This article original appeared at WhatTheyThink.com.
About a dozen years ago I was at a trade show in San Jose, California, eavesdropping on two printers who were peering at prints from a big full-color digital press.
“You can tell it’s toner,” said one.
“Yep,” sighed the other, shaking his head with resignation, “It behaves like toner.”
Unimpressed, they wandered off.
I wonder what those two guys are thinking today. If they are like many of the people Gartner talked with in the course of its latest research on print quality, they may be saying something quite different.
Gartner has just completed a study of some 443 production print managers in the U.S., France, Germany, and the UK that provides convincing evidence that, for the first time, long-held preferences for offset printing have been up-ended. The companies contacted included financial services, insurance, utilities, communications carriers and retail enterprises, as well as print service specialists. Respondents were production print operation managers, senior-level managers overseeing an operation, or had responsibility for production print hardware and/or software purchases. The documents their operations produce encompassed bills and statements, direct mail, insurance documents, and book, magazine and newspaper printing. In the estimation of these print professionals, offset’s dominance has been superseded by digital printing’s quality and value for the money. As Peter Basiliere, a Gartner research director closely involved with the study, said to me over breakfast when we discussed the study, “2009 officially marks the beginning of offset printing’s long decline.”
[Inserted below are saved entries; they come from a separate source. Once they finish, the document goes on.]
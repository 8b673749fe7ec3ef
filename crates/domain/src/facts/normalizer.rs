use chrono::{DateTime, TimeDelta, Utc};
use std::collections::BTreeSet;
use std::sync::Arc;
use tracing::{debug, warn};

use super::{InventoryHostFacts, NormalizedFacts, RhelProductList};
use crate::clock::Clock;
use crate::registry::TagProfile;

/// Canonical tag contributed by RHEL detection
pub const RHEL_TAG: &str = "RHEL";

#[derive(Debug, Clone, Copy, PartialEq, Eq)]
pub struct NormalizerConfig {
    /// Hosts whose last sync is older than start-of-today minus this are ignored
    pub host_last_sync_threshold: TimeDelta,
}

impl Default for NormalizerConfig {
    fn default() -> Self {
        Self {
            host_last_sync_threshold: TimeDelta::hours(24),
        }
    }
}

/// Converts raw inventory host facts into [`NormalizedFacts`].
///
/// Steps:
/// 1. Staleness: hosts that stopped reporting are excluded entirely
/// 2. Products: RHSM engineering product IDs and the QPC `is_rhel` flag
/// 3. Capacity: cores and sockets, defaulting to zero
pub struct FactNormalizer {
    config: NormalizerConfig,
    rhel_products: Arc<dyn RhelProductList>,
    clock: Arc<dyn Clock>,
    tag_profile: Option<Arc<TagProfile>>,
}

impl FactNormalizer {
    pub fn new(
        config: NormalizerConfig,
        rhel_products: Arc<dyn RhelProductList>,
        clock: Arc<dyn Clock>,
    ) -> Self {
        Self {
            config,
            rhel_products,
            clock,
            tag_profile: None,
        }
    }

    /// Also resolve engineering product IDs through the tag registry
    pub fn with_tag_profile(mut self, tag_profile: Arc<TagProfile>) -> Self {
        self.tag_profile = Some(tag_profile);
        self
    }

    pub fn normalize(&self, host: &InventoryHostFacts) -> NormalizedFacts {
        if self.is_stale(host) {
            return NormalizedFacts::excluded();
        }

        let mut products = BTreeSet::new();
        self.detect_rhsm_products(host, &mut products);
        if is_rhel_flag_set(host.is_rhel.as_deref()) {
            products.insert(RHEL_TAG.to_string());
        }

        NormalizedFacts {
            products,
            cores: Some(parse_count(host.cores.as_deref(), "cores", host)),
            sockets: Some(parse_count(host.sockets.as_deref(), "sockets", host)),
        }
    }

    fn sync_cutoff(&self) -> DateTime<Utc> {
        self.clock.start_of_today() - self.config.host_last_sync_threshold
    }

    fn is_stale(&self, host: &InventoryHostFacts) -> bool {
        let raw = host.sync_timestamp.trim();
        let last_sync = match DateTime::parse_from_rfc3339(raw) {
            Ok(ts) => ts.with_timezone(&Utc),
            Err(e) => {
                warn!(
                    account = %host.account,
                    system = %host.system_name,
                    sync_timestamp = %raw,
                    error = %e,
                    "Unreadable sync timestamp, ignoring host"
                );
                return true;
            }
        };

        let cutoff = self.sync_cutoff();
        if last_sync < cutoff {
            debug!(
                account = %host.account,
                system = %host.system_name,
                last_sync = %last_sync,
                cutoff = %cutoff,
                "Host has not synced within the configured threshold"
            );
            return true;
        }
        false
    }

    fn detect_rhsm_products(&self, host: &InventoryHostFacts, products: &mut BTreeSet<String>) {
        for id in host.product_ids() {
            if self.rhel_products.contains(id) {
                products.insert(RHEL_TAG.to_string());
            }
            if let Some(profile) = &self.tag_profile {
                products.extend(profile.tags_by_eng_product(id).iter().cloned());
            }
        }
    }
}

fn is_rhel_flag_set(raw: Option<&str>) -> bool {
    raw.is_some_and(|value| value.trim().eq_ignore_ascii_case("true"))
}

fn parse_count(raw: Option<&str>, field: &str, host: &InventoryHostFacts) -> u32 {
    let value = raw.map(str::trim).unwrap_or_default();
    if value.is_empty() {
        return 0;
    }
    value.parse().unwrap_or_else(|_| {
        debug!(
            system = %host.system_name,
            field,
            value,
            "Unparseable capacity fact, defaulting to 0"
        );
        0
    })
}

#[cfg(test)]
mod tests {
    use super::*;
    use crate::clock::FixedClock;
    use crate::facts::MockRhelProductList;
    use crate::registry::{MappingValueType, TagMapping};
    use chrono::TimeZone;

    fn now() -> DateTime<Utc> {
        Utc.with_ymd_and_hms(2019, 5, 24, 12, 30, 0).unwrap()
    }

    fn rhel_list() -> Arc<MockRhelProductList> {
        let mut list = MockRhelProductList::new();
        list.expect_contains().returning(|id| id == "69");
        list.expect_len().return_const(1usize);
        Arc::new(list)
    }

    fn normalizer() -> FactNormalizer {
        FactNormalizer::new(
            NormalizerConfig::default(),
            rhel_list(),
            Arc::new(FixedClock::new(now())),
        )
    }

    fn rhsm_host(products: Option<&str>, cores: Option<&str>, sockets: Option<&str>) -> InventoryHostFacts {
        InventoryHostFacts {
            products: products.map(str::to_string),
            cores: cores.map(str::to_string),
            sockets: sockets.map(str::to_string),
            ..InventoryHostFacts::new("Account", "test_org", "Test System", now().to_rfc3339())
        }
    }

    fn qpc_host(is_rhel: Option<&str>) -> InventoryHostFacts {
        InventoryHostFacts {
            is_rhel: is_rhel.map(str::to_string),
            ..InventoryHostFacts::new("Account", "test_org", "Test System", now().to_rfc3339())
        }
    }

    #[test]
    fn test_rhsm_normalization() {
        let normalized = normalizer().normalize(&rhsm_host(Some("69"), Some("12"), Some("2")));
        assert!(normalized.has_product(RHEL_TAG));
        assert_eq!(normalized.cores, Some(12));
        assert_eq!(normalized.sockets, Some(2));
    }

    #[test]
    fn test_qpc_normalization() {
        let normalized = normalizer().normalize(&qpc_host(Some("true")));
        assert!(normalized.has_product(RHEL_TAG));
        assert_eq!(normalized.cores, Some(0));
        assert_eq!(normalized.sockets, Some(0));
    }

    #[test]
    fn test_normalize_non_rhel_product() {
        let normalized = normalizer().normalize(&rhsm_host(Some("NonRHEL"), Some("4"), Some("8")));
        assert!(normalized.products.is_empty());
        assert_eq!(normalized.cores, Some(4));
        assert_eq!(normalized.sockets, Some(8));
    }

    #[test]
    fn test_products_missing_and_only_cores_set() {
        let normalized = normalizer().normalize(&rhsm_host(None, Some("4"), Some("null")));
        assert!(normalized.products.is_empty());
        assert_eq!(normalized.cores, Some(4));
        assert_eq!(normalized.sockets, Some(0));
    }

    #[test]
    fn test_products_missing_and_only_sockets_set() {
        let normalized = normalizer().normalize(&rhsm_host(Some(""), None, Some("8")));
        assert!(normalized.products.is_empty());
        assert_eq!(normalized.cores, Some(0));
        assert_eq!(normalized.sockets, Some(8));
    }

    #[test]
    fn test_cores_and_sockets_missing() {
        let normalized = normalizer().normalize(&rhsm_host(Some("69"), None, None));
        assert!(normalized.has_product(RHEL_TAG));
        assert_eq!(normalized.cores, Some(0));
        assert_eq!(normalized.sockets, Some(0));
    }

    #[test]
    fn test_ignores_host_when_last_sync_outside_threshold() {
        let mut host = rhsm_host(Some("69"), Some("4"), Some("8"));
        host.sync_timestamp = (now() - TimeDelta::days(2)).to_rfc3339();

        let normalized = normalizer().normalize(&host);
        assert!(normalized.products.is_empty());
        assert_eq!(normalized.cores, None);
        assert_eq!(normalized.sockets, None);
        assert!(normalized.is_excluded());
    }

    #[test]
    fn test_includes_host_when_last_sync_within_threshold() {
        let mut host = rhsm_host(Some("69"), Some("4"), Some("8"));
        host.sync_timestamp = (now() - TimeDelta::days(1)).to_rfc3339();

        let normalized = normalizer().normalize(&host);
        assert!(normalized.has_product(RHEL_TAG));
        assert_eq!(normalized.cores, Some(4));
        assert!(!normalized.is_excluded());
    }

    #[test]
    fn test_cutoff_is_measured_from_start_of_today() {
        let mut host = rhsm_host(Some("69"), Some("4"), Some("8"));
        host.sync_timestamp = "2019-05-23T00:00:00Z".to_string();
        assert_eq!(normalizer().normalize(&host).cores, Some(4));

        host.sync_timestamp = "2019-05-22T23:59:59Z".to_string();
        assert_eq!(normalizer().normalize(&host).cores, None);
    }

    #[test]
    fn test_unreadable_sync_timestamp_excludes_host() {
        let mut host = rhsm_host(Some("69"), Some("4"), Some("8"));
        host.sync_timestamp = "yesterday".to_string();
        assert!(normalizer().normalize(&host).is_excluded());
    }

    #[test]
    fn test_rhel_from_qpc_facts_is_case_insensitive() {
        assert!(normalizer().normalize(&qpc_host(Some("TRUE"))).has_product(RHEL_TAG));
    }

    #[test]
    fn test_empty_product_list_when_is_rhel_false() {
        let normalized = normalizer().normalize(&qpc_host(Some("false")));
        assert!(normalized.products.is_empty());
        assert_eq!(normalized.cores, Some(0));
    }

    #[test]
    fn test_empty_product_list_when_is_rhel_not_set() {
        let normalized = normalizer().normalize(&qpc_host(None));
        assert!(normalized.products.is_empty());
        assert_eq!(normalized.sockets, Some(0));
    }

    #[test]
    fn test_tag_profile_contributes_eng_product_tags() {
        let profile = TagProfile::builder()
            .tag_mapping(TagMapping::new(
                "69",
                MappingValueType::EngId,
                ["RHEL", "RHEL for Desktop"],
            ))
            .tag_mapping(TagMapping::new("290", MappingValueType::EngId, ["OpenShift Container Platform"]))
            .build()
            .unwrap();

        let normalized = normalizer()
            .with_tag_profile(Arc::new(profile))
            .normalize(&rhsm_host(Some("69,290"), Some("2"), Some("1")));

        let expected: BTreeSet<String> = ["OpenShift Container Platform", "RHEL", "RHEL for Desktop"]
            .into_iter()
            .map(String::from)
            .collect();
        assert_eq!(normalized.products, expected);
    }
}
The study was designed to provide unequivocal evidence about the perceived differences between the four main printing technologies. In one of its primary questions, the telephone survey asked respondents to rate the image quality of toner (dry ink), liquid ink (HP-Indigo), ink jet, and offset printing on a scale of 1 to 7, where 1 was “Poor Quality” and 7 was “Excellent Quality.”
Overall, the data show survey respondents think toner not only provides better image quality than offset printing, but offset comes in last among the four technologies.
Liquid Ink: 5.40
Ink Jet: 5.24
“With 443 respondents, differences of as little as 0.10 are statistically meaningful,” explains Basiliere. “The much smaller sample sizes commonly found in other surveys require a much greater difference in order to make a valid statement about the results.”
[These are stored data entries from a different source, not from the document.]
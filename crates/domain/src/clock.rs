use chrono::{DateTime, Datelike, Months, NaiveDate, NaiveTime, TimeDelta, Timelike, Utc, Weekday};
use std::fmt::Debug;

/// Source of the current instant
///
/// Injected wherever "now" matters so tests can pin time.
pub trait Clock: Send + Sync + Debug {
    fn now(&self) -> DateTime<Utc>;

    fn start_of_today(&self) -> DateTime<Utc> {
        Calendar::default().start_of_day(self.now())
    }
}

/// Wall clock in UTC
#[derive(Debug, Clone, Copy, Default)]
pub struct SystemClock;

impl Clock for SystemClock {
    fn now(&self) -> DateTime<Utc> {
        Utc::now()
    }
}

/// Clock frozen at a given instant
#[derive(Debug, Clone, Copy)]
pub struct FixedClock(DateTime<Utc>);

impl FixedClock {
    pub fn new(now: DateTime<Utc>) -> Self {
        Self(now)
    }
}

impl Clock for FixedClock {
    fn now(&self) -> DateTime<Utc> {
        self.0
    }
}

/// UTC calendar boundaries used to bucket tally snapshots
#[derive(Debug, Clone, Copy, PartialEq, Eq)]
pub struct Calendar {
    week_start: Weekday,
}

impl Default for Calendar {
    fn default() -> Self {
        Self {
            week_start: Weekday::Sun,
        }
    }
}

impl Calendar {
    pub fn new(week_start: Weekday) -> Self {
        Self { week_start }
    }

    pub fn week_start(&self) -> Weekday {
        self.week_start
    }

    pub fn start_of_hour(&self, ts: DateTime<Utc>) -> DateTime<Utc> {
        midnight(ts.date_naive()) + TimeDelta::hours(i64::from(ts.hour()))
    }

    pub fn start_of_day(&self, ts: DateTime<Utc>) -> DateTime<Utc> {
        midnight(ts.date_naive())
    }

    pub fn start_of_week(&self, ts: DateTime<Utc>) -> DateTime<Utc> {
        let date = ts.date_naive();
        let days_back = (7 + date.weekday().num_days_from_monday()
            - self.week_start.num_days_from_monday())
            % 7;
        midnight(date - TimeDelta::days(i64::from(days_back)))
    }

    pub fn start_of_month(&self, ts: DateTime<Utc>) -> DateTime<Utc> {
        midnight(first_of_month(ts.date_naive()))
    }

    pub fn start_of_quarter(&self, ts: DateTime<Utc>) -> DateTime<Utc> {
        let month_start = first_of_month(ts.date_naive());
        let quarter_start = month_start
            .checked_sub_months(Months::new(month_start.month0() % 3))
            .unwrap_or(month_start);
        midnight(quarter_start)
    }

    pub fn start_of_year(&self, ts: DateTime<Utc>) -> DateTime<Utc> {
        let date = ts.date_naive();
        midnight(date - TimeDelta::days(i64::from(date.ordinal0())))
    }
}

fn first_of_month(date: NaiveDate) -> NaiveDate {
    date - TimeDelta::days(i64::from(date.day0()))
}

fn midnight(date: NaiveDate) -> DateTime<Utc> {
    date.and_time(NaiveTime::MIN).and_utc()
}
“The difference between toner (and, to a lesser extent, liquid ink) and offset is particularly significant,” he continues. “Ink jet is preferred over offset, but only by a slight margin, so those two are basically on a par. This means ink jet technologies still have a ways to go before there is a significant perceived quality difference compared with offset printing.”
There were some notable differences by country. France, for instance, preferred liquid ink over dry toner and had the least affection for offset printing. German respondents on the other hand — perhaps predictably– had a different take, preferring offset over digital printing by a wider margin than other respondents’ preference for digital over offset. Gartner thinks the difference may be in part attributed to the legacy of German print service providers using locally manufactured offset presses such as Heidelberg, Manroland or KBA, all capable of producing very high-quality printing.
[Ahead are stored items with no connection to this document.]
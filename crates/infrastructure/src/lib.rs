//! Infrastructure layer - External integrations
//!
//! Configuration, file-backed registry sources and snapshot stores.

pub mod config;
pub mod database;
pub mod product_list;
pub mod tag_profile;

pub use config::Settings;
pub use database::{InMemoryTallySnapshotRepository, PostgresTallySnapshotRepository};
pub use product_list::FileRhelProductList;
pub use tag_profile::{load_tag_profile, parse_tag_profile};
But Basiliere thinks that perception may shift before much longer. “Germany is very environmentally conscious,” he says, “They are concerned with recycling, limiting waste, and reducing costs. And they’re interested in more color. I think we’re going to see a shift in Germany toward greater acceptance of digital as run lengths get shorter, and the capability of digital to print on a wide variety of substrates continues to improve. The quality is already there, it just has to be accepted by German printers and their customers.”
Image quality may be the most obvious measure for print providers, but value is a close second. Using the same 1 to 7 scale, respondents said digital printing, particularly with toner, provides the best value for money.
Liquid Ink: 5.29
Ink Jet: 5.23
Perhaps predictably, this trend was reversed in Germany, where the offset preferring respondents had a much-lower regard for digital printing’s value.
On average, color accounts for about 40% of all pages printed in respondents’ operations over the past two years, a share they don’t expect to change during 2009. Because of the mix of documents that the responding companies produce are biased towards transactional and direct mail, color growth may in fact be flat in this time of economic uncertainty. Whether this is true for graphic arts, where color is expected, is a deeper question that doesn’t seem to be addressed in this study.
In my opinion the data, with a sample of 443, is pretty much bulletproof. However —and this is a fairly big “however”— the companies surveyed are more involved with high volume production print than the “graphic arts” types of applications targeted by iGen, Indigo, Xeikon, and NexPress owners. This means the data does not necessarily reflect the opinions or experiences of users of those machines. But when you consider that many print providers with such devices have come to use their digital and offset presses interchangeably based on press availability, turnaround times and internal economics, it would seem that while Gartner’s data does not specifically address the graphic arts side of the market, it certainly confirms that the tide has turned and that offset is merely on the mountain, not at the top.